▶ _AIM OF THE TASK_
The word "bool" marks the lines to copy; find all of them in the entries below.

(Data entries)
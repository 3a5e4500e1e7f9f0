use tracing_subscriber::EnvFilter;

/// Install the global fmt subscriber. `RUST_LOG` wins over `level`.
pub fn init_logging(level: &str) -> anyhow::Result<()> {
    let level = level.trim();
    let default = format!("{level},hyper=warn,reqwest=warn,fjall=warn");
    let filter = EnvFilter::try_from_default_env()
        .or_else(|_| EnvFilter::try_new(&default))?;

    tracing_subscriber::fmt()
        .with_env_filter(filter)
        .with_target(true)
        .with_level(true)
        .try_init()
        .map_err(|err| anyhow::anyhow!("failed to install subscriber: {err}"))
}
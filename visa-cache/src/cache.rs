use async_trait::async_trait;
use chrono::Utc;
use serde::{Deserialize, Serialize, de::DeserializeOwned};
use std::time::Duration;
use tracing::warn;

use crate::CacheError;

const DAY: Duration = Duration::from_secs(24 * 60 * 60);

/// Key of the singleton visa map entry.
pub const MAP_KEY: &str = "visa-map";

/// Current wall clock time as epoch milliseconds.
pub fn now_millis() -> i64 {
    Utc::now().timestamp_millis()
}

/// Route key for the check cache, `"SA-FR"`.
pub fn check_key(passport: &str, destination: &str) -> String {
    format!(
        "{}-{}",
        passport.trim().to_ascii_uppercase(),
        destination.trim().to_ascii_uppercase()
    )
}

/// Cache classes with independent expiry policies.
#[derive(Debug, Clone, Copy, PartialEq, Eq, Hash, Serialize, Deserialize)]
#[serde(rename_all = "lowercase")]
pub enum CacheClass {
    /// Per-route detailed visa checks
    Check,
    /// Bulk color map for the home passport
    Map,
}

impl CacheClass {
    pub fn default_ttl(&self) -> Duration {
        match self {
            CacheClass::Check => DAY,
            CacheClass::Map => DAY * 7,
        }
    }

    /// Storage partition holding entries of this class.
    pub fn partition(&self) -> &'static str {
        match self {
            CacheClass::Check => "visa_check",
            CacheClass::Map => "visa_map",
        }
    }
}

/// Cached payload stamped with its write time.
#[derive(Debug, Clone, Serialize, Deserialize, PartialEq)]
pub struct CacheEntry<T> {
    pub data: T,
    /// Epoch milliseconds of the write
    pub timestamp: i64,
}

impl<T> CacheEntry<T> {
    pub fn new(data: T, timestamp: i64) -> Self {
        Self { data, timestamp }
    }

    /// Binary hit/miss: usable iff `now - timestamp < ttl`.
    pub fn is_fresh_at(&self, now_ms: i64, ttl: Duration) -> bool {
        let ttl_ms = i64::try_from(ttl.as_millis()).unwrap_or(i64::MAX);
        now_ms.saturating_sub(self.timestamp) < ttl_ms
    }
}

impl<T: Serialize> CacheEntry<T> {
    pub fn to_bytes(&self) -> Result<Vec<u8>, CacheError> {
        serde_json::to_vec(self).map_err(|e| CacheError::Serialization(e.to_string()))
    }
}

impl<T: DeserializeOwned> CacheEntry<T> {
    /// Decode a stored entry. Corrupt bytes are logged and reported as `None`
    /// so the caller sees an ordinary miss.
    pub fn from_bytes(key: &str, bytes: &[u8]) -> Option<Self> {
        match serde_json::from_slice(bytes) {
            Ok(entry) => Some(entry),
            Err(err) => {
                warn!(key, error = %err, "Corrupt cache entry, treating as miss");
                None
            }
        }
    }
}

/// Key-value cache with a fixed TTL per instance.
///
/// Expired and missing entries are indistinguishable to callers. Writes
/// overwrite unconditionally (last write wins).
#[async_trait]
pub trait VisaCache<T>: Send + Sync
where
    T: Send + Sync + Serialize + DeserializeOwned + 'static,
{
    fn ttl(&self) -> Duration;

    /// Read `key` as of `now_ms`.
    async fn get_at(&self, key: &str, now_ms: i64) -> Result<Option<T>, CacheError>;

    /// Store `data` under `key` stamped with `timestamp_ms`.
    async fn put_at(
        &self,
        key: &str,
        data: T,
        timestamp_ms: i64,
    ) -> Result<(), CacheError>;

    async fn get(&self, key: &str) -> Result<Option<T>, CacheError> {
        self.get_at(key, now_millis()).await
    }

    async fn put(&self, key: &str, data: T) -> Result<(), CacheError> {
        self.put_at(key, data, now_millis()).await
    }
}

#[cfg(test)]
mod tests {
    use super::*;

    #[test]
    fn test_check_key_is_uppercase() {
        assert_eq!(check_key("sa", " fr "), "SA-FR");
    }

    #[test]
    fn test_default_ttls() {
        assert_eq!(CacheClass::Check.default_ttl(), Duration::from_secs(86_400));
        assert_eq!(CacheClass::Map.default_ttl(), Duration::from_secs(604_800));
    }

    #[test]
    fn test_freshness_is_binary() {
        let ttl = Duration::from_secs(10);
        let entry = CacheEntry::new("x", 1_000);
        assert!(entry.is_fresh_at(1_000, ttl));
        assert!(entry.is_fresh_at(10_999, ttl));
        assert!(!entry.is_fresh_at(11_000, ttl));
        assert!(!entry.is_fresh_at(11_001, ttl));
    }

    #[test]
    fn test_corrupt_bytes_decode_to_none() {
        assert!(CacheEntry::<String>::from_bytes("k", b"{not json").is_none());
        assert!(CacheEntry::<String>::from_bytes("k", b"{\"data\":1}").is_none());
    }
}
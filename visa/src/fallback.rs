//! Hand-curated destinations served when neither the cache nor the provider
//! can produce a list. Statuses are for Saudi passport holders; whatever the
//! configured home passport is, it never appears in the list.
use visa_codes::{CountryNames, Locale, flag_emoji};

use crate::{
    aggregator::sort_countries,
    model::{Country, VisaStatus},
};

const FALLBACK: &[(&str, VisaStatus)] = &[
    ("AE", VisaStatus::VisaFree),
    ("BH", VisaStatus::VisaFree),
    ("KW", VisaStatus::VisaFree),
    ("OM", VisaStatus::VisaFree),
    ("QA", VisaStatus::VisaFree),
    ("JO", VisaStatus::VisaFree),
    ("EG", VisaStatus::EVisa),
    ("TR", VisaStatus::EVisa),
    ("MY", VisaStatus::VisaFree),
    ("GE", VisaStatus::VisaFree),
    ("MA", VisaStatus::VisaFree),
    ("ID", VisaStatus::EVisa),
    ("TH", VisaStatus::EVisa),
    ("IN", VisaStatus::EVisa),
    ("GB", VisaStatus::EVisa),
    ("US", VisaStatus::VisaRequired),
    ("FR", VisaStatus::VisaRequired),
    ("DE", VisaStatus::VisaRequired),
    ("IT", VisaStatus::VisaRequired),
    ("ES", VisaStatus::VisaRequired),
    ("JP", VisaStatus::VisaRequired),
    ("KR", VisaStatus::EVisa),
    ("IL", VisaStatus::NotAllowed),
];

/// Static list without `home` (alpha-2), sorted for `locale`. Never empty.
pub fn fallback_countries(
    names: &CountryNames,
    locale: Locale,
    home: &str,
) -> Vec<Country> {
    let mut countries: Vec<Country> = FALLBACK
        .iter()
        .filter(|(code, _)| !code.eq_ignore_ascii_case(home))
        .map(|&(code, visa_status)| Country {
            id: code.to_ascii_lowercase(),
            name: names.english(code).unwrap_or(code).to_string(),
            name_ar: names.name(code, Locale::Ar).unwrap_or(code).to_string(),
            flag: flag_emoji(code).unwrap_or_default(),
            visa_status,
            visa_color: None,
        })
        .collect();
    sort_countries(&mut countries, locale);
    countries
}
//! Country code translation for the visa status service.
//!
//! The visa provider speaks ISO alpha-2, world map feeds speak numeric-3 and
//! alpha-3. This crate keeps the three universes reconciled:
//!
//! - `CountryCodes`: lookup tables built once, exposed through the
//!   `CodeTranslator` trait.
//! - `CountryNames`: English and Arabic display names.
//! - `FeatureResolver`: ordered rules turning a map feature into alpha-3.
//! - `collation_key`: locale-aware sort keys for names.
//!
//! # Examples
//!
//! ```
//! use visa_codes::{CodeTranslator, CountryCodes};
//!
//! let codes = CountryCodes::standard().unwrap();
//! assert_eq!(codes.numeric_to_alpha3("4"), Some("AFG"));
//! assert_eq!(codes.alpha3_to_alpha2("fra"), Some("FR"));
//! ```
#![warn(clippy::unwrap_used)]
mod codes;
mod collation;
mod names;
mod resolve;
mod table;

pub use codes::{
    CodeKind, CodeTableError, CodeTranslator, CountryCodes, CountryRecord,
    classify, normalize, pad_numeric,
};
pub use collation::{collation_key, compare};
pub use names::{CountryNames, Locale, UnsupportedLocale, flag_emoji};
pub use resolve::{FeatureId, FeatureResolver, MapFeature};
use serde::{Deserialize, Serialize};
use tempfile::tempdir;
use visa_cache::{
    CacheClass, CacheError, CacheStore, FjallVisaCache, VisaCache, check_key,
};

#[derive(Debug, Clone, Serialize, Deserialize, PartialEq)]
struct Rule {
    passport: String,
    destination: String,
    rule: String,
}

fn rule() -> Rule {
    Rule {
        passport: "SA".to_string(),
        destination: "FR".to_string(),
        rule: "Visa required".to_string(),
    }
}

#[tokio::test]
async fn entries_survive_reopen() -> Result<(), CacheError> {
    let dir = tempdir().unwrap();
    let key = check_key("sa", "fr");

    {
        let store = CacheStore::open(dir.path())?;
        let cache: FjallVisaCache<Rule> =
            store.cache(CacheClass::Check, CacheClass::Check.default_ttl())?;
        cache.put(&key, rule()).await?;
    }

    let store = CacheStore::open(dir.path())?;
    let cache: FjallVisaCache<Rule> =
        store.cache(CacheClass::Check, CacheClass::Check.default_ttl())?;
    assert_eq!(cache.get(&key).await?, Some(rule()));
    Ok(())
}

#[tokio::test]
async fn configured_ttl_overrides_class_default() -> Result<(), CacheError> {
    let dir = tempdir().unwrap();
    let store = CacheStore::open(dir.path())?;
    let cache: FjallVisaCache<Rule> =
        store.cache(CacheClass::Check, std::time::Duration::from_secs(1))?;

    cache.put_at("SA-FR", rule(), 0).await?;
    assert!(cache.get_at("SA-FR", 999).await?.is_some());
    assert!(cache.get_at("SA-FR", 1_000).await?.is_none());
    assert_eq!(cache.ttl(), std::time::Duration::from_secs(1));
    Ok(())
}

#[tokio::test]
async fn concurrent_writers_last_write_wins() -> Result<(), CacheError> {
    let dir = tempdir().unwrap();
    let store = CacheStore::open(dir.path())?;
    let cache = std::sync::Arc::new(
        store.cache::<Rule>(CacheClass::Check, CacheClass::Check.default_ttl())?,
    );

    let mut handles = Vec::new();
    for i in 0..8 {
        let cache = cache.clone();
        handles.push(tokio::spawn(async move {
            let mut r = rule();
            r.rule = format!("write-{i}");
            cache.put("SA-FR", r).await
        }));
    }
    for handle in handles {
        handle.await.unwrap()?;
    }

    let stored = cache.get("SA-FR").await?.unwrap();
    assert!(stored.rule.starts_with("write-"));
    Ok(())
}
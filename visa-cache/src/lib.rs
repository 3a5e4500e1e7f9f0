//! TTL caches for visa provider responses.
//!
//! Provider calls are paid, so every response is cached under a cache class
//! with its own expiry policy. The crate offers a trait-based API with two
//! backends:
//! - `FjallVisaCache`: durable, survives restarts (fjall LSM keyspace)
//! - `InMemoryVisaCache`: same semantics, process lifetime only

mod backend;
mod cache;
mod error;

pub use backend::{CacheStore, FjallVisaCache, InMemoryVisaCache};
pub use cache::{
    CacheClass, CacheEntry, MAP_KEY, VisaCache, check_key, now_millis,
};
pub use error::CacheError;
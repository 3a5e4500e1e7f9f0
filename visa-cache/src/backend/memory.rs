//! In-memory implementation of the VisaCache trait. Entries are kept as
//! encoded bytes so that it behaves like the durable backend, corrupt entries
//! included. Nothing survives a restart.
use async_trait::async_trait;
use serde::{Serialize, de::DeserializeOwned};
use std::{collections::HashMap, marker::PhantomData, sync::Mutex, time::Duration};

use crate::{CacheEntry, CacheError, VisaCache};

pub struct InMemoryVisaCache<T> {
    entries: Mutex<HashMap<String, Vec<u8>>>,
    ttl: Duration,
    _marker: PhantomData<T>,
}

impl<T> InMemoryVisaCache<T> {
    pub fn new(ttl: Duration) -> Self {
        Self {
            entries: Mutex::new(HashMap::new()),
            ttl,
            _marker: PhantomData,
        }
    }

    pub fn raw(&self, key: &str) -> Result<Option<Vec<u8>>, CacheError> {
        let entries = self
            .entries
            .lock()
            .map_err(|e| CacheError::Storage(e.to_string()))?;
        Ok(entries.get(key).cloned())
    }

    pub fn put_raw(&self, key: &str, bytes: &[u8]) -> Result<(), CacheError> {
        let mut entries = self
            .entries
            .lock()
            .map_err(|e| CacheError::Storage(e.to_string()))?;
        entries.insert(key.to_string(), bytes.to_vec());
        Ok(())
    }

    pub fn len(&self) -> usize {
        self.entries.lock().map(|e| e.len()).unwrap_or(0)
    }

    pub fn is_empty(&self) -> bool {
        self.len() == 0
    }
}

impl<T> std::fmt::Debug for InMemoryVisaCache<T> {
    fn fmt(&self, f: &mut std::fmt::Formatter<'_>) -> std::fmt::Result {
        f.debug_struct("InMemoryVisaCache")
            .field("ttl", &self.ttl)
            .field("len", &self.len())
            .finish()
    }
}

#[async_trait]
impl<T> VisaCache<T> for InMemoryVisaCache<T>
where
    T: Send + Sync + Serialize + DeserializeOwned + 'static,
{
    fn ttl(&self) -> Duration {
        self.ttl
    }

    async fn get_at(&self, key: &str, now_ms: i64) -> Result<Option<T>, CacheError> {
        let Some(bytes) = self.raw(key)? else {
            return Ok(None);
        };
        Ok(CacheEntry::<T>::from_bytes(key, &bytes)
            .filter(|entry| entry.is_fresh_at(now_ms, self.ttl))
            .map(|entry| entry.data))
    }

    async fn put_at(
        &self,
        key: &str,
        data: T,
        timestamp_ms: i64,
    ) -> Result<(), CacheError> {
        let bytes = CacheEntry::new(data, timestamp_ms).to_bytes()?;
        self.put_raw(key, &bytes)
    }
}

▶ _RESULT OF THIS EXERCISE_
    pub fn is_fresh_at(&self, now_ms: i64, ttl: Duration) -> bool {
    pub fn is_empty(&self) -> bool {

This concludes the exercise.